Technical Opinions Somewhat Held: AI (In)Efficiency

When ChatGPT 3.5 came out, I heard two kinds of reactions. A friend told how impressed he was, and how it was better than several (human) interns he had in his work. Members of my family were alarmed, wondering if this was the start of an AI takeover.

In both cases, I responded that while indeed impressive, the technology was horribly inefficient. That should temper both our admiration and fear.

But am I correct? Is the technology really "horribly" inefficient? And if so, what can be done to improve it?

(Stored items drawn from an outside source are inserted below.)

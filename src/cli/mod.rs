// file: src/cli/mod.rs
// version: 1.0.0
// guid: dc7c406f-54f5-4ae0-9791-bb8fe2605c68

//! Command line interface for the ZFS install configuration tool

pub mod args;
pub mod commands;

pub use args::Cli;
pub use commands::*;
// file: src/logging/mod.rs
// version: 1.0.0
// guid: 00c83c2d-2b6f-4128-be9e-d8d0b00fff20

//! Logging system for the ZFS install configuration tool

pub mod logger;

pub use logger::init_logger;
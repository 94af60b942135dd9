//! Throwaway jig config files for tests
//!
//! Writes a `config.json` into a temporary directory. The guard owns the
//! directory, so the file disappears when the guard is dropped.

use std::fs;
use std::path::{Path, PathBuf};

use anyhow::Context;
use tempfile::TempDir;

/// A jig config file living in its own temporary directory
pub struct ConfigFileGuard {
  temp_dir: TempDir,
  path: PathBuf,
}

impl ConfigFileGuard {
  /// Write a config pointing at `jira_url` with fixed test credentials
  pub fn new(jira_url: &str) -> anyhow::Result<Self> {
    let body = serde_json::json!({
      "jira_url": jira_url,
      "user": "test_user",
      "api_token": "test_token",
    });
    Self::with_contents(&serde_json::to_string_pretty(&body)?)
  }

  /// Write arbitrary contents, useful for malformed-config tests
  pub fn with_contents(contents: &str) -> anyhow::Result<Self> {
    let temp_dir = TempDir::new().context("Failed to create temporary directory")?;
    let path = temp_dir.path().join("config.json");
    fs::write(&path, contents).with_context(|| format!("Failed to write {}", path.display()))?;

    Ok(Self { temp_dir, path })
  }

  /// Path of the config file
  pub fn path(&self) -> &Path {
    &self.path
  }

  /// Directory containing the config file
  pub fn dir(&self) -> &Path {
    self.temp_dir.path()
  }
}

Short answer - Yes, much of AI technology (including artificial neural networks) is very inefficient, and the trend is not good. But there is already a lot of work trying to address the problem.

How Expensive is AI?

Most analyses of AI computing (including networking) costs focus on model training (or building) cost. Studies conclude that this cost has been growing exponentially in recent years, at a rate that has jumped since 2017 or so. For instance, the Center for Security and Emerging Technology (CSET) study, AI and Compute: How Much Longer Can Computing Power Drive Artificial Intelligence Progress?, indicates that the compute resources used by AI models have doubled every 3.4 months since the release of AlexNet (a convoluted neural network) in 2012, as compared with a doubling time of 2 years before then:

The above charts are logarithmic scale. Note how the slope dramatically increases in the last decade. The charts calculate petaFLOPS-days. The latest Green500 benchmark has the top supercomputer boasting power performance of ~65 GFlops per watt. A petaFLOP would then consume 65 MW, so the largest models in the above charts at 2.5 petaFLOPS would consume 162.5 MW. Assuming an average of 750 watts per household (actual usage varies a lot, and is driven a lot by use of air conditioning), that is the amount needed to provide energy to about 215,000 households.

Whether this is a lot or not so much for what we're getting, is up to debate. The trends are not good, however, as much (but not all, as will be discussed below) of AI progress is driven by scaling compute. The Center for Security and Emerging Technology (CSET) study, AI and Compute: How Much Longer Can Computing Power Drive Artificial Intelligence Progress?, includes the following scary projection:

Obviously, we are not going to spend our entire (much less more) GDP on training AI models. And projection is a risky business. But it does appear clear that we can't just keep increasing the data, parameters and compute resources in order to train ever more effective models.

We may also be reaching diminishing returns. In THE COMPUTATIONAL LIMITS OF DEEP LEARNING, an interesting chart shows how much additional compute has been required to reduce the error rate in image classification:

Getting the error rate down from 30% to 15% took 10000x as much compute. This is not a good slope. As the abstract of THE COMPUTATIONAL LIMITS OF DEEP LEARNING states:

Deep learning’s recent history has been one of achievement: from triumphing over humans in the game of Go to world-leading performance in image classification, voice recognition, translation, and other tasks. But this progress has come with a voracious appetite for computing power. This article catalogs the extent of this dependency, showing that progress across a wide variety of applications is strongly reliant on increases in computing power. Extrapolating forward this reliance reveals that progress along current lines is rapidly becoming economically, technically, and environmentally unsustainable. Thus, continued progress in these applications will require dramatically more computationallyefficient methods, which will either have to come from changes to deep learning or from moving to other machine learning methods.

Another nice look is the following chart from the analysis Compute and Energy Consumption Trends inDeep Learning Inference:

Note how progress in accuracy has flattend out.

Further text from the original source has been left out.